Scan the records below for the string "wire" and return every line where it appears.

(Collected data entries)
++++++++++++++++++++

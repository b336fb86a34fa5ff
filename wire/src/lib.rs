//! GraphQL-over-HTTP request shaping for the test harness.
//!
//! This crate owns the wire-level shape of every request the harness sends:
//! the JSON body for POST, the query-string fields for GET, and the
//! `operations`/`map` envelope of the GraphQL multipart upload convention.
//! It performs no I/O and evaluates no GraphQL; adapters call it and then
//! hand the result to whatever transport they drive.

mod body;
mod filemap;
mod headers;

use indexmap::IndexMap;

pub use body::{RequestBody, build_body};
pub use filemap::{FileMap, build_multipart_file_map};
pub use headers::{Headers, resolve_headers};

/// Error returned while shaping a request.
#[derive(Debug, thiserror::Error)]
pub enum BodyError {
    /// The caller broke a body-building precondition (test-author error).
    #[error("precondition violated: {0}")]
    Precondition(&'static str),
    /// A list variable needs more file fields than `files` provides.
    #[error("variable `{variable}` needs {needed} files but only {available} were given")]
    NotEnoughFiles {
        variable: String,
        needed: usize,
        available: usize,
    },
    /// A body fragment could not be JSON-encoded.
    #[error("failed to encode body: {0}")]
    Encode(#[from] serde_json::Error),
}

/// HTTP verbs the harness can issue.
#[derive(Clone, Copy, Debug, PartialEq, Eq, Hash)]
pub enum Method {
    Get,
    Post,
    Put,
    Patch,
    Delete,
    Head,
}

impl Method {
    /// Upper-case method name as it appears on the request line.
    #[must_use]
    pub fn as_str(self) -> &'static str {
        match self {
            Self::Get => "GET",
            Self::Post => "POST",
            Self::Put => "PUT",
            Self::Patch => "PATCH",
            Self::Delete => "DELETE",
            Self::Head => "HEAD",
        }
    }
}

/// One uploaded file, sent as a multipart part.
#[derive(Clone, Debug, PartialEq, Eq)]
pub struct FilePart {
    pub filename: String,
    pub content_type: Option<String>,
    pub content: Vec<u8>,
}

impl FilePart {
    pub fn new(filename: impl Into<String>, content: impl Into<Vec<u8>>) -> Self {
        Self {
            filename: filename.into(),
            content_type: None,
            content: content.into(),
        }
    }

    #[must_use]
    pub fn with_content_type(mut self, content_type: impl Into<String>) -> Self {
        self.content_type = Some(content_type.into());
        self
    }
}

/// Form-field name to file payload. Insertion order is consumption order.
pub type Files = IndexMap<String, FilePart>;

/// GraphQL input variables, in declaration order.
pub type Variables = serde_json::Map<String, serde_json::Value>;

++++++++++++++++++++

#### [TASK ANSWER]
filename wire/src/lib.rs
//! This crate owns the wire-level shape of every request the harness sends:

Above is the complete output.